- [Directions]: Go through the listing below and output exactly the line with "repository ea713237cc3be961", the line with "a final answer.", and each line between; omit the rest.

- [Data provided]:
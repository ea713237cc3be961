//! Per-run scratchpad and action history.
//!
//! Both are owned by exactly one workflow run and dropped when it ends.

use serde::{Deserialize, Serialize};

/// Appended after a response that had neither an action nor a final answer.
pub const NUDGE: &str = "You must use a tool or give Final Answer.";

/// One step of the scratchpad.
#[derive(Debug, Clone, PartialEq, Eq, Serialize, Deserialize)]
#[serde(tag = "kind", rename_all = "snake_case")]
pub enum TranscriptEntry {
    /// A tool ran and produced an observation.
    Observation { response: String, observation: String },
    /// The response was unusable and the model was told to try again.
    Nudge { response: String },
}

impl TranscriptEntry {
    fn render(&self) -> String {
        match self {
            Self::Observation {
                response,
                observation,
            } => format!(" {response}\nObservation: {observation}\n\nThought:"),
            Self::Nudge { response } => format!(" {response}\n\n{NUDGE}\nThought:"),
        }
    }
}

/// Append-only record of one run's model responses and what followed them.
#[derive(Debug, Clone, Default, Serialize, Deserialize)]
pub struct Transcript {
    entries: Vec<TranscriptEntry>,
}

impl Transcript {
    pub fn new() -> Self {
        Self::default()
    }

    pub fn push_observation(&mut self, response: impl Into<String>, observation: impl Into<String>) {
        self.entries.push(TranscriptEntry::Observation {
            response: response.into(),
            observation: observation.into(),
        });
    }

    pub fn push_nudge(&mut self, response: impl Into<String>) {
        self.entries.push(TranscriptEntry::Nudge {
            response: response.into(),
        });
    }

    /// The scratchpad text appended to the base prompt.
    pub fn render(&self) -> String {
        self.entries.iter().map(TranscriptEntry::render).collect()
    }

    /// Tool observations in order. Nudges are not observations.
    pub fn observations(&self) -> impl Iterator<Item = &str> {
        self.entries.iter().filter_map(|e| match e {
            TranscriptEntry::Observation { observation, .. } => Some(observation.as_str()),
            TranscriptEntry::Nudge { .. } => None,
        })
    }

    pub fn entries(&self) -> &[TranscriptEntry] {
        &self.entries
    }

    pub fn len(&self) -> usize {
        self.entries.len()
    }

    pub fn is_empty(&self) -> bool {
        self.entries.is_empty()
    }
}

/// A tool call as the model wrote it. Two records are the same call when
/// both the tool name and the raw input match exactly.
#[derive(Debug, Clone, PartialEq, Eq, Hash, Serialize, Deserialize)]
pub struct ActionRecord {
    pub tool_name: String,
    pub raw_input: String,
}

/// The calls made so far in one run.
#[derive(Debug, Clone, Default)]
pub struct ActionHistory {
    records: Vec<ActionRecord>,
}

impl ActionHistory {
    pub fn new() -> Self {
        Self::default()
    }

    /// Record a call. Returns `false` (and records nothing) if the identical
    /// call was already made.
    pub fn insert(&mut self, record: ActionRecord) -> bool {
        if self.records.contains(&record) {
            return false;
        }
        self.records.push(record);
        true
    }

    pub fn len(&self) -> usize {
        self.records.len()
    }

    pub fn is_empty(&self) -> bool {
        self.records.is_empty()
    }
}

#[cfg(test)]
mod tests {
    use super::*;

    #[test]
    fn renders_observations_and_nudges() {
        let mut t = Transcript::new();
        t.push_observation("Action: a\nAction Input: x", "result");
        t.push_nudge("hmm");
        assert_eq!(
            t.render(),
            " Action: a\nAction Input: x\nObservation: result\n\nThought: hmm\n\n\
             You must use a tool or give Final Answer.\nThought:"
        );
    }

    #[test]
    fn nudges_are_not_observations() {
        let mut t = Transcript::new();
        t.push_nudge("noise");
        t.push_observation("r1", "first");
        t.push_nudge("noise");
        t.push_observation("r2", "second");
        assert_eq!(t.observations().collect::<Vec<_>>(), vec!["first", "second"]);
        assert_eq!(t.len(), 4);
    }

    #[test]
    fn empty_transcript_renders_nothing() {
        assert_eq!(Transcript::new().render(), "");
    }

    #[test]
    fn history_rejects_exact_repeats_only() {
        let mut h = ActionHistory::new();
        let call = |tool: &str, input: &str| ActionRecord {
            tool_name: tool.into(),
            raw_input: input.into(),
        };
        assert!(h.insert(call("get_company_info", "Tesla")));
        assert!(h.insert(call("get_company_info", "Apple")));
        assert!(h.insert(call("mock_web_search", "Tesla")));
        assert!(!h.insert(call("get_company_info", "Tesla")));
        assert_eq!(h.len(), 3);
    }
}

---

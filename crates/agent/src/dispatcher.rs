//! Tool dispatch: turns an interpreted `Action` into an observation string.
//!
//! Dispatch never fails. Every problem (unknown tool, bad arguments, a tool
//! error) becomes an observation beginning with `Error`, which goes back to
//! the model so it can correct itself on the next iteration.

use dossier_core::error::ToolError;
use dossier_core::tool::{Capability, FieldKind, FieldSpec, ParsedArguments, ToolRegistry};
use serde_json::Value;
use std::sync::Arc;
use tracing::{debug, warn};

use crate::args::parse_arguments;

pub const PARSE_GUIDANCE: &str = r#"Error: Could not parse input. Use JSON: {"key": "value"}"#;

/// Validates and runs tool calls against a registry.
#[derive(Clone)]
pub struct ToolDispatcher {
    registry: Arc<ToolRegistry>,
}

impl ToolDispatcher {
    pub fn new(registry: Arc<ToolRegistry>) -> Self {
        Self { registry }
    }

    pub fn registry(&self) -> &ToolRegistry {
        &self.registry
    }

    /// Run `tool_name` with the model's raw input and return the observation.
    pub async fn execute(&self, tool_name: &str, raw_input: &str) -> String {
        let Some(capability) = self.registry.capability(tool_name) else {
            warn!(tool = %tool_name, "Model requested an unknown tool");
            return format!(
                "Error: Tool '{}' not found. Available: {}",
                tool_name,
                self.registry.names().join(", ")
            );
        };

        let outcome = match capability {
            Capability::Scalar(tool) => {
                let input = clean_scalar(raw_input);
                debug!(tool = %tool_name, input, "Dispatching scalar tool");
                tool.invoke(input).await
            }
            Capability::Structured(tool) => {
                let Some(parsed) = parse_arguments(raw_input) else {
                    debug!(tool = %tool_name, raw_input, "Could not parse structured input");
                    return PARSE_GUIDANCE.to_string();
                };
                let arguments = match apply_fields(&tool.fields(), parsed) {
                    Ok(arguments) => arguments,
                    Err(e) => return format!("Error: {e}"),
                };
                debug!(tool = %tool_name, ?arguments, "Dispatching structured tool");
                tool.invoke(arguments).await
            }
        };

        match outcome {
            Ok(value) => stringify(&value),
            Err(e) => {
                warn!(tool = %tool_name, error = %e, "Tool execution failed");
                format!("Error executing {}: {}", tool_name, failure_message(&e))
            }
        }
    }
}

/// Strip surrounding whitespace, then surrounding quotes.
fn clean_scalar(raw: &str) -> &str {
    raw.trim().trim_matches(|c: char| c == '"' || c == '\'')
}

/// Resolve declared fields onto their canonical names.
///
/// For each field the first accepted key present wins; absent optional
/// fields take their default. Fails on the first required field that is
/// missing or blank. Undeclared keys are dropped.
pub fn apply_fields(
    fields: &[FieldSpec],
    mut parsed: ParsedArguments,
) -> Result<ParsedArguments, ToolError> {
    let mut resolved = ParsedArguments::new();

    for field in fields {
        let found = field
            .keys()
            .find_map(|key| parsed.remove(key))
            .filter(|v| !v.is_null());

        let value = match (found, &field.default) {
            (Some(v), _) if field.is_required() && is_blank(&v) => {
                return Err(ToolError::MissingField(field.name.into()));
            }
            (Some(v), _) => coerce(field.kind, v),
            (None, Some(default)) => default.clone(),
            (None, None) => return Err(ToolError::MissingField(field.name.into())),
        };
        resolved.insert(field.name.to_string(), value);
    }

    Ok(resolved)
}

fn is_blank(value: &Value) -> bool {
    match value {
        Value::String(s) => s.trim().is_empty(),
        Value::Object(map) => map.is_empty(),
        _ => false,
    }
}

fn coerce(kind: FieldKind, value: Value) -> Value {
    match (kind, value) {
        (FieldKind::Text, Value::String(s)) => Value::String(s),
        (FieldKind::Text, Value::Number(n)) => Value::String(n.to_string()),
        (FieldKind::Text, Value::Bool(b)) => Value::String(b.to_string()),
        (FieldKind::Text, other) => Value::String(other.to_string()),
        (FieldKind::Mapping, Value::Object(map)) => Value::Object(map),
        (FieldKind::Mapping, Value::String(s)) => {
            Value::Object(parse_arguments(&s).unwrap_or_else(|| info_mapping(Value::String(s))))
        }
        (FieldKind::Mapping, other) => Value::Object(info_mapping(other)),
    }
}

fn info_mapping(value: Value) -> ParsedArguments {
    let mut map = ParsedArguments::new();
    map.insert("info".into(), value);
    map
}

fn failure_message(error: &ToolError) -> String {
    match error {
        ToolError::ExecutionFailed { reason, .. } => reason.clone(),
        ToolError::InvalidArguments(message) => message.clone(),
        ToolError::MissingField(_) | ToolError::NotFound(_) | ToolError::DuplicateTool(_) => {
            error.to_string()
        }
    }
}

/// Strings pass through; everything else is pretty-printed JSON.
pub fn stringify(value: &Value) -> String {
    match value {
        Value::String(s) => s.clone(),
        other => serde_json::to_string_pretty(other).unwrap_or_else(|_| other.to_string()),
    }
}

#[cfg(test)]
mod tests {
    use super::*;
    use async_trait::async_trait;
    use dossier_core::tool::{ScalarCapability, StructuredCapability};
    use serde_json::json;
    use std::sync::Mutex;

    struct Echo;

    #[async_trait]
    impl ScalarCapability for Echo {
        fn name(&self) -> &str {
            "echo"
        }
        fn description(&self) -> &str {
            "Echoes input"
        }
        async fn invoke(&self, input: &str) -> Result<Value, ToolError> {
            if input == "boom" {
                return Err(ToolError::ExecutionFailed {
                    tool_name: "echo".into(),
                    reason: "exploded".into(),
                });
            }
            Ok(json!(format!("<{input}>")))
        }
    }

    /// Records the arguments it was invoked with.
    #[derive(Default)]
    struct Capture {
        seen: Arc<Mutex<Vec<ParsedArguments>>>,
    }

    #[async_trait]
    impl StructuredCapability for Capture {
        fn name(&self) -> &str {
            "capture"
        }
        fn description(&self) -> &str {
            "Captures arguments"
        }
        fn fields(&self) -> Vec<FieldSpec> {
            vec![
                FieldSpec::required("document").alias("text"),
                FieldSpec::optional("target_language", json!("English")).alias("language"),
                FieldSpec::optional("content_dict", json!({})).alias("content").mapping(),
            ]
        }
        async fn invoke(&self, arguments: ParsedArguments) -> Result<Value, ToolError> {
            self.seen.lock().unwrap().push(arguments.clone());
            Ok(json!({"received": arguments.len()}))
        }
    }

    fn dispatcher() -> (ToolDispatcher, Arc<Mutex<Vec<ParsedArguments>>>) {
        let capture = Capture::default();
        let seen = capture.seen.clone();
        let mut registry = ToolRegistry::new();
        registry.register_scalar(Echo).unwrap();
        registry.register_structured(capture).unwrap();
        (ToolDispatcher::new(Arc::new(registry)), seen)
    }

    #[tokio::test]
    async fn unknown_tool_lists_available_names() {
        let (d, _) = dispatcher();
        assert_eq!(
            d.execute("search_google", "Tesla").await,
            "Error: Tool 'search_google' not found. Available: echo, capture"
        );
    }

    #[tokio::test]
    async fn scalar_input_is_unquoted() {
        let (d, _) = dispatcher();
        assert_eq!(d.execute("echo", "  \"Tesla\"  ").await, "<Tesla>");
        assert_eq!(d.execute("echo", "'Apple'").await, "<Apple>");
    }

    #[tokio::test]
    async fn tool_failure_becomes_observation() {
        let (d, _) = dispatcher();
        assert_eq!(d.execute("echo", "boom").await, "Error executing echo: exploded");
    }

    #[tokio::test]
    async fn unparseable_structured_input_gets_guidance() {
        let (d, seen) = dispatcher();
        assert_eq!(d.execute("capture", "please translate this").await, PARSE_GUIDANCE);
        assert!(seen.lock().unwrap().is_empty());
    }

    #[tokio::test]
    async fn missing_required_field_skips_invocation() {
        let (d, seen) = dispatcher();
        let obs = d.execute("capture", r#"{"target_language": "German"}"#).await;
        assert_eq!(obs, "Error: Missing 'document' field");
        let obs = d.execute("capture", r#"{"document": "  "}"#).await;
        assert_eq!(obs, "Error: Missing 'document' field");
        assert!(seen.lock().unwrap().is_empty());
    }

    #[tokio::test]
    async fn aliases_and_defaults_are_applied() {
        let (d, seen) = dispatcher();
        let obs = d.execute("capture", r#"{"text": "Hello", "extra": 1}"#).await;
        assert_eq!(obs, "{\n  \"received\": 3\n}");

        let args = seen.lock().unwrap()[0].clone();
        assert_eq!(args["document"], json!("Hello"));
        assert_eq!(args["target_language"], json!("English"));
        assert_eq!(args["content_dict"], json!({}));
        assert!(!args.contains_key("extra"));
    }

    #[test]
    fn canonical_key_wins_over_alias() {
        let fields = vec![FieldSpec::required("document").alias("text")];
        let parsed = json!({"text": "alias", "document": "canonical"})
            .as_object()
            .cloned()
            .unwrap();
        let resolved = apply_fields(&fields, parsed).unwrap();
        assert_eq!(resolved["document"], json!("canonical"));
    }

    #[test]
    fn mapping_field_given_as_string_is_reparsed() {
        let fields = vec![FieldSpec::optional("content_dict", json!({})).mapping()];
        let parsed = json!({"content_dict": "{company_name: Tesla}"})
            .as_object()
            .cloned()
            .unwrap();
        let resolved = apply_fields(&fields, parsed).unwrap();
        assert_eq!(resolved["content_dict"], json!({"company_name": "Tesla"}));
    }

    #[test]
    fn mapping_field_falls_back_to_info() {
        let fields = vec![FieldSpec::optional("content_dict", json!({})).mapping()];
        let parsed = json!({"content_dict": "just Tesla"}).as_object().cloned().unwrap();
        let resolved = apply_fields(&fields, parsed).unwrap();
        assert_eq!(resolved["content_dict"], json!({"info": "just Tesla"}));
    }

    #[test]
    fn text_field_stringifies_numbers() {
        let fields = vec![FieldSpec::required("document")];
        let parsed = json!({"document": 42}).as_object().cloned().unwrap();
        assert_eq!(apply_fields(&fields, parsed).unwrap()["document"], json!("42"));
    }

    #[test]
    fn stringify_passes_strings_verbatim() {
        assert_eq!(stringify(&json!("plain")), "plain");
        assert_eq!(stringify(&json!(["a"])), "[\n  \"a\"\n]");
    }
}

- [Your response]:
repository ea713237cc3be961
//! Per-run scratchpad and action history.
//!
//! Both are owned by exactly one workflow run and dropped when it ends.

use serde::{Deserialize, Serialize};

/// Appended after a response that had neither an action nor a final answer.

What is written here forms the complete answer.